AIM OF THE EXERCISE:
Work through the data line by line, gathering every line that has the word "BindVertexArray".

DATA EXTRACTS START

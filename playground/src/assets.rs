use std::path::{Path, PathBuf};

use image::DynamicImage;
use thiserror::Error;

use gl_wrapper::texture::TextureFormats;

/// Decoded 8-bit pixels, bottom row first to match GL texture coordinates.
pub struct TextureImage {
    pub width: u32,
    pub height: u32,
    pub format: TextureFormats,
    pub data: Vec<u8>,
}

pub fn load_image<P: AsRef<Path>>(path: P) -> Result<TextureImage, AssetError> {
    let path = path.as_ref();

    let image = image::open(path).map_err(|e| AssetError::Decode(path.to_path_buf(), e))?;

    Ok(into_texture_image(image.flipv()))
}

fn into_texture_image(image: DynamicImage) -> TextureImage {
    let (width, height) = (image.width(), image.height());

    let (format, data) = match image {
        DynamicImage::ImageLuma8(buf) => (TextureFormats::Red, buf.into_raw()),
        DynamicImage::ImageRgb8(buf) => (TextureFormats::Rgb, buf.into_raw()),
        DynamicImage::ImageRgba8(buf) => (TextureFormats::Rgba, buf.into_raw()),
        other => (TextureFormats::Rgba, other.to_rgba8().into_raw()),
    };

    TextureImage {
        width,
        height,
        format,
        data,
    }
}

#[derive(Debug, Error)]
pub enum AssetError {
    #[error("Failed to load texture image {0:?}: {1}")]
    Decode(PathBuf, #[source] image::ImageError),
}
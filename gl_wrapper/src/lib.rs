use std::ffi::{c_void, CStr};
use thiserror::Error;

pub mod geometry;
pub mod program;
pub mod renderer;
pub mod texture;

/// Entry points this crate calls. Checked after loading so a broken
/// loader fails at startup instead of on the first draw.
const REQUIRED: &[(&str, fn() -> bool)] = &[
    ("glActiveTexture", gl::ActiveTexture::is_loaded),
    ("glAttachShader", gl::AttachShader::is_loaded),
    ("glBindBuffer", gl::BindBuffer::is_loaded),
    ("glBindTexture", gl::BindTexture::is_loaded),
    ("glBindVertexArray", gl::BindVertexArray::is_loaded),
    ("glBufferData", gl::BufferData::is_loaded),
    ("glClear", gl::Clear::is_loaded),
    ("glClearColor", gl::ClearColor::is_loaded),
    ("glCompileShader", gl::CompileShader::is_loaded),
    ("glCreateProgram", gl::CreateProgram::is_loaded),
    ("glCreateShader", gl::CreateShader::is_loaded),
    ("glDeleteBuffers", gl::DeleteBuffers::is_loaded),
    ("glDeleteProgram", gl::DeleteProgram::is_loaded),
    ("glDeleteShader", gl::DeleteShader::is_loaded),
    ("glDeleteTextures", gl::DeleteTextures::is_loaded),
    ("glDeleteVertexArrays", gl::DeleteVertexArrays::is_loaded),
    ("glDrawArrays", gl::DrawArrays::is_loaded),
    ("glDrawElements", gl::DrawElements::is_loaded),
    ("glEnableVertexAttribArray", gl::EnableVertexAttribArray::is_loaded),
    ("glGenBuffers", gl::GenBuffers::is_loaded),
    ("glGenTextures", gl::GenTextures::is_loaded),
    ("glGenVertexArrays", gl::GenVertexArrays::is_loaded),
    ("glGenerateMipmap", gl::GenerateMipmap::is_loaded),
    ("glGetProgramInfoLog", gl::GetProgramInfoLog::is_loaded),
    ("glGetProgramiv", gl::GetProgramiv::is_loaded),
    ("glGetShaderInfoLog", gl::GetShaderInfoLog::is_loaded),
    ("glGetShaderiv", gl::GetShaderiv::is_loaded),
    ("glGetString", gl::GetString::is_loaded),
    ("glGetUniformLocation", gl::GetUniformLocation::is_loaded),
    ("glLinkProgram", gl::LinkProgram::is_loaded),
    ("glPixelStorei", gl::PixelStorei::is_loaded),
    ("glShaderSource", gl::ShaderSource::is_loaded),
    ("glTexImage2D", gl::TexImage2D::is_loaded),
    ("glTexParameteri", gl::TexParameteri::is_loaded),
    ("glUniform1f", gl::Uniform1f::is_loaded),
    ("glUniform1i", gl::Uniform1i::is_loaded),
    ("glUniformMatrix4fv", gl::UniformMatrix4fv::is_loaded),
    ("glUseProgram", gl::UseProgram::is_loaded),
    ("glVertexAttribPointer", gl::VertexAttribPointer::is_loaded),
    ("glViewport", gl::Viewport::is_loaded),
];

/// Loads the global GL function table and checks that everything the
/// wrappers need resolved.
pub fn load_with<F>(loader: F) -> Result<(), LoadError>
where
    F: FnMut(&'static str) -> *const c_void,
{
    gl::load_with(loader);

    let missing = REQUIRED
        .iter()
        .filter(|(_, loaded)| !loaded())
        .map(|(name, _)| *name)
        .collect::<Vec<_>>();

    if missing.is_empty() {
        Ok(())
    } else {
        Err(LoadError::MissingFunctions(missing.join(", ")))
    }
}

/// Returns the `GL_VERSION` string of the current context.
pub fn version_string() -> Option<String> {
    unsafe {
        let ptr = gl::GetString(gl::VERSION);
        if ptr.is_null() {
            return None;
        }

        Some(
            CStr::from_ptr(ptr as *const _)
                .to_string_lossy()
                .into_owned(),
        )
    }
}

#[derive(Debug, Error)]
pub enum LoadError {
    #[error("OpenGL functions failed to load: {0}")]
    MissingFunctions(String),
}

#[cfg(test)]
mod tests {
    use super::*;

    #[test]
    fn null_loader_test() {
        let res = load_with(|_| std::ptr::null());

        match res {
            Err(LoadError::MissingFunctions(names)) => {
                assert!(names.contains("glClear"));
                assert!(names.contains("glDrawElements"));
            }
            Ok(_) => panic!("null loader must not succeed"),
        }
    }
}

DATA EXTRACTS END
DATA EXTRACTS START

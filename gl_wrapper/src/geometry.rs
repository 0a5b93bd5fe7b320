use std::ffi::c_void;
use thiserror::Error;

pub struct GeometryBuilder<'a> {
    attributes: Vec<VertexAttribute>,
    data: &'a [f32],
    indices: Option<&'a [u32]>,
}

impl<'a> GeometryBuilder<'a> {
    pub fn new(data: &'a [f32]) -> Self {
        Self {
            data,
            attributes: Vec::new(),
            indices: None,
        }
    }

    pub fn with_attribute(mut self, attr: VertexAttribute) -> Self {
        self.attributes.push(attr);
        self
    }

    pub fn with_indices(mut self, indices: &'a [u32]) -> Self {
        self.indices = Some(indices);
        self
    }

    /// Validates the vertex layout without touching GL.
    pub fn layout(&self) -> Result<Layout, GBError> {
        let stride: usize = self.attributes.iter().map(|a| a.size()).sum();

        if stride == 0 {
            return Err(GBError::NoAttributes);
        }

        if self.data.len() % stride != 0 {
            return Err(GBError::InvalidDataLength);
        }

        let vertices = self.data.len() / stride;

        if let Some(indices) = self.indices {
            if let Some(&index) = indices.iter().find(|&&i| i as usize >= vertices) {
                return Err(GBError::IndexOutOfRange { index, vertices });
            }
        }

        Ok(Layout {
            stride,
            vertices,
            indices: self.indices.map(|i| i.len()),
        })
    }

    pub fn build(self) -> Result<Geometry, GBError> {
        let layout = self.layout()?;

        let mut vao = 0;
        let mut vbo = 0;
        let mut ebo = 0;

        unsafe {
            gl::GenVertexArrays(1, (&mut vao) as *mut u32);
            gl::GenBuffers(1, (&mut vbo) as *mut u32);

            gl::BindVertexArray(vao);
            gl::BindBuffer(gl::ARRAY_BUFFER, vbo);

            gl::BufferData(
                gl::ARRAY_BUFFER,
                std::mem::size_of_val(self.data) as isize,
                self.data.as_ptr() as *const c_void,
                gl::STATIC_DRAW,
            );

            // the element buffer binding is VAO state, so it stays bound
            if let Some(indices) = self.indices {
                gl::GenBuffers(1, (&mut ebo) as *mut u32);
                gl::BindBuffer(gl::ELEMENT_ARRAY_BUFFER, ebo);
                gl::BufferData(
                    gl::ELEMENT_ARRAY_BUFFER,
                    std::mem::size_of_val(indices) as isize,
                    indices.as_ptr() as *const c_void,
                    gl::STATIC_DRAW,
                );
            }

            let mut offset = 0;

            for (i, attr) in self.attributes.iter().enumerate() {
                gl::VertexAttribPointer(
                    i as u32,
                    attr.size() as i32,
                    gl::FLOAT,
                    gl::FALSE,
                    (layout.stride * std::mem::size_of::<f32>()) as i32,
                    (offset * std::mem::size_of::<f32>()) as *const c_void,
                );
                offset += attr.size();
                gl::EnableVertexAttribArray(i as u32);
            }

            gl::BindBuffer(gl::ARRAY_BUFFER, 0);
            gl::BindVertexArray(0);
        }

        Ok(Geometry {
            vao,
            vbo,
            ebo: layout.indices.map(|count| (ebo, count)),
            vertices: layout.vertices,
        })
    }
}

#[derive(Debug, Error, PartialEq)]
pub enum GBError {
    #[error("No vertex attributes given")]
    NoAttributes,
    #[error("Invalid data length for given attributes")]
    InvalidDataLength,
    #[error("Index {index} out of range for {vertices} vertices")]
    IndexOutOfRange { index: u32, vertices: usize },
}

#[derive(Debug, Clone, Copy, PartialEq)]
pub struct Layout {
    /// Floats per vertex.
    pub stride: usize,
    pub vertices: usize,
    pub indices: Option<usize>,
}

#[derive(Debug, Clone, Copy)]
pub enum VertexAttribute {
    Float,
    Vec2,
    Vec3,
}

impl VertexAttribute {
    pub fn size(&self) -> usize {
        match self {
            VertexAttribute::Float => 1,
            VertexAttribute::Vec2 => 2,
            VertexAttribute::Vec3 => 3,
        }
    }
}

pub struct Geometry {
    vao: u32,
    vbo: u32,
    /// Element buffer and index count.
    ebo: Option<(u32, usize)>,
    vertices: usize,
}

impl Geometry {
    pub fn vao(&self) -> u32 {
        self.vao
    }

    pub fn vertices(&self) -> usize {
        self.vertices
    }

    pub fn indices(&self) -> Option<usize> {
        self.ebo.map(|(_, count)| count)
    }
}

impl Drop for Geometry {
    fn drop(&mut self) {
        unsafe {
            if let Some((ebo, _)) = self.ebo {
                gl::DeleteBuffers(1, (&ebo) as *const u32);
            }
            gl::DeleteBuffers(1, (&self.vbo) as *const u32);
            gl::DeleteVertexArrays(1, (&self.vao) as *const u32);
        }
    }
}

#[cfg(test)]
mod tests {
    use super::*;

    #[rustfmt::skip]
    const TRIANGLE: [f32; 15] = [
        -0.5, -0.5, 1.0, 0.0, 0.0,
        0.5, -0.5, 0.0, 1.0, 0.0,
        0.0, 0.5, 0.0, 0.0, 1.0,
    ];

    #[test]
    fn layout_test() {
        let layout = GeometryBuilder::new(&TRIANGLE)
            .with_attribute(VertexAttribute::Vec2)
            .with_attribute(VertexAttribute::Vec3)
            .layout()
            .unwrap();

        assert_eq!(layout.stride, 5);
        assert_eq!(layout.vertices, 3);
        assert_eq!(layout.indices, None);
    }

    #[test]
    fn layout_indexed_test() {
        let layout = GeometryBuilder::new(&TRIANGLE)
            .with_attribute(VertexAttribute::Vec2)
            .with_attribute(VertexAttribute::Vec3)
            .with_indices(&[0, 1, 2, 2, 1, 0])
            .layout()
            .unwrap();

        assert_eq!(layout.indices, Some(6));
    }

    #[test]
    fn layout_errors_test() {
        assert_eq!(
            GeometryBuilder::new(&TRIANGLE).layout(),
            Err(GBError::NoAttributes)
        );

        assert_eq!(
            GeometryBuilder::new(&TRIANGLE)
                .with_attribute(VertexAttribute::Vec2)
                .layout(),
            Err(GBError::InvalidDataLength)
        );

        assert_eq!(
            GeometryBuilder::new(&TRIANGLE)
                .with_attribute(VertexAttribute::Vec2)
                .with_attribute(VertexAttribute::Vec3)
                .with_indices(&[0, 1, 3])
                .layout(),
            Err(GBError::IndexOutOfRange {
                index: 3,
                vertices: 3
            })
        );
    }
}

DATA EXTRACTS END
DATA EXTRACTS START

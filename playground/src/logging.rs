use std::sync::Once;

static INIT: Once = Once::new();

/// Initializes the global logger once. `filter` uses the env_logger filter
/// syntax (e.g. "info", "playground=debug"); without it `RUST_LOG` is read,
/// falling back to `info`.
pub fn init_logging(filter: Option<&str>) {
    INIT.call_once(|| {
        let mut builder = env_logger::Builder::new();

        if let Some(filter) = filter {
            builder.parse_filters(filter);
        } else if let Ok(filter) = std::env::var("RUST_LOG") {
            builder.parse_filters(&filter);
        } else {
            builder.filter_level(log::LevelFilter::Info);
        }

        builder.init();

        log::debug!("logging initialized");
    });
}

DATA EXTRACTS END

RESPONSE TO THIS TASK:
    ("glBindVertexArray", gl::BindVertexArray::is_loaded),
            gl::BindVertexArray(vao);
            gl::BindVertexArray(0);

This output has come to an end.